Houghton’s collected narratives, Hughes says, show “the difference between the happy picture—‘glad to be alive’—and the long-term sequela of having foreign objects in your body—those can be a big contrast. A lot of people don’t have financial resources. It sucks to be sick and hurting. I don’t think we should be sugarcoating the enormous sacrifices these people have been making and will be making into the future. They get benefits out of it, but some find they regret those choices.”

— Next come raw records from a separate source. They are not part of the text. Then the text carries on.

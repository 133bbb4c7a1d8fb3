use figment::Figment;
use figment::providers::{Env, Format, Serialized, Toml};
use serde::{Deserialize, Serialize};

pub const DEFAULT_SESSION_COOKIE: &str = "sessionId";

#[derive(Debug, Deserialize, Serialize, Clone, Default)]
pub struct Config {
    pub database: DatabaseConfig,
    pub server: ServerConfig,
    pub logging: LoggingConfig,
    pub session: SessionConfig,
    pub static_files: StaticFilesConfig,
    pub limits: LimitsConfig,
    pub bag: BagConfig,
}

#[derive(Debug, Deserialize, Serialize, Clone)]
pub struct DatabaseConfig {
    pub url: String,
    pub max_connections: u32,
    pub min_connections: u32,
    pub acquire_timeout: u64,
    pub run_migrations: bool,
}

#[derive(Debug, Deserialize, Serialize, Clone)]
pub struct ServerConfig {
    pub port: u16,
    pub address: String,
}

#[derive(Debug, Deserialize, Serialize, Clone)]
pub struct LoggingConfig {
    pub level: String,
    pub json_format: bool,
}

#[derive(Debug, Deserialize, Serialize, Clone)]
pub struct SessionConfig {
    pub cookie_name: String,
    pub ttl_seconds: i64,
    pub cleanup_interval_seconds: u64,
}

#[derive(Debug, Deserialize, Serialize, Clone)]
pub struct StaticFilesConfig {
    pub root: String,
}

#[derive(Debug, Deserialize, Serialize, Clone)]
pub struct LimitsConfig {
    /// Hard bound for JSON and form bodies, in bytes.
    pub body_bytes: u64,
}

#[derive(Debug, Deserialize, Serialize, Clone, Copy, PartialEq, Eq, Default)]
#[serde(rename_all = "lowercase")]
pub enum BagStoreKind {
    #[default]
    Postgres,
    Memory,
}

#[derive(Debug, Deserialize, Serialize, Clone, Default)]
pub struct BagConfig {
    pub store: BagStoreKind,
}

impl Default for DatabaseConfig {
    fn default() -> Self {
        Self {
            url: "postgres://localhost/storefront".to_string(),
            max_connections: 16,
            min_connections: 2,
            acquire_timeout: 5,
            run_migrations: true,
        }
    }
}

impl Default for ServerConfig {
    fn default() -> Self {
        Self {
            port: 3000,
            address: "127.0.0.1".to_string(),
        }
    }
}

impl Default for LoggingConfig {
    fn default() -> Self {
        Self {
            level: "info".to_string(),
            json_format: false,
        }
    }
}

impl Default for SessionConfig {
    fn default() -> Self {
        Self {
            cookie_name: DEFAULT_SESSION_COOKIE.to_string(),
            ttl_seconds: 24 * 60 * 60,
            cleanup_interval_seconds: 300,
        }
    }
}

impl Default for StaticFilesConfig {
    fn default() -> Self {
        Self {
            root: "static".to_string(),
        }
    }
}

impl Default for LimitsConfig {
    fn default() -> Self {
        Self { body_bytes: 1_000_000 }
    }
}

impl Config {
    /// Load configuration from multiple sources in priority order:
    /// 1. Built-in defaults
    /// 2. Storefront.toml
    /// 3. Environment variables prefixed with STOREFRONT_ (`__` separates sections,
    ///    e.g. STOREFRONT_SESSION__TTL_SECONDS)
    /// 4. DATABASE_URL
    pub fn load() -> Result<Self, figment::Error> {
        Self::figment().extract()
    }

    fn figment() -> Figment {
        Figment::from(Serialized::defaults(Config::default()))
            .merge(Toml::file("Storefront.toml").nested())
            .merge(Env::prefixed("STOREFRONT_").split("__"))
            .merge(Env::raw().only(&["DATABASE_URL"]).map(|_| "database.url".into()))
    }
}

#[cfg(test)]
mod tests {
    use super::*;
    use figment::Jail;

    #[test]
    fn defaults_match_cookie_and_body_contract() {
        let config = Config::default();
        assert_eq!(config.session.cookie_name, "sessionId");
        assert_eq!(config.session.ttl_seconds, 86_400);
        assert_eq!(config.limits.body_bytes, 1_000_000);
        assert_eq!(config.bag.store, BagStoreKind::Postgres);
    }

    #[test]
    fn environment_overrides_nested_keys() {
        Jail::expect_with(|jail| {
            jail.set_env("STOREFRONT_SESSION__TTL_SECONDS", "60");
            jail.set_env("STOREFRONT_BAG__STORE", "memory");
            jail.set_env("DATABASE_URL", "postgres://db/shop");

            let config = Config::load()?;
            assert_eq!(config.session.ttl_seconds, 60);
            assert_eq!(config.bag.store, BagStoreKind::Memory);
            assert_eq!(config.database.url, "postgres://db/shop");
            Ok(())
        });
    }

    #[test]
    fn toml_file_is_layered_under_environment() {
        Jail::expect_with(|jail| {
            jail.create_file(
                "Storefront.toml",
                r#"
                [default.server]
                port = 8080

                [default.static_files]
                root = "public"
                "#,
            )?;
            jail.set_env("STOREFRONT_SERVER__PORT", "9090");

            let config = Config::load()?;
            assert_eq!(config.server.port, 9090);
            assert_eq!(config.static_files.root, "public");
            Ok(())
        });
    }
}
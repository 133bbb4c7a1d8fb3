pub mod bag;
pub mod dashboard;
pub mod product;
pub mod user;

The direction of research “takes us from these crude and not entirely satisfactory devices to nanotechnology,” Hughes says. Nanotechnology is the creation of man-made objects that are exceedingly small—down to the level of individual atoms and molecules. Its advocates hope to see millions of robots smaller than a blood cell coursing through our veins in the foreseeable future. These “nanobots” would, among other things, serve as watchdogs, pouncing on things that go wrong—like the formation of cancer cells.
“Insofar as having a foreign object inside your body changes your sense of identity, Peter is more of the mind that it does,” says Hughes. He, however, is an optimist.
“We have adapted to glasses, or pins in your legs if they get broken. Things get normalized. You no longer see yourself as odd or outside the norm. This will happen to all of these interventions.”
Whatever the future brings, Houghton says that being snatched from the brink of death and transformed into a poster child for cyborg life while experiencing serious psychological transformations “has been quite an experience.”
“A roller coaster.
“Better than being dead, I think.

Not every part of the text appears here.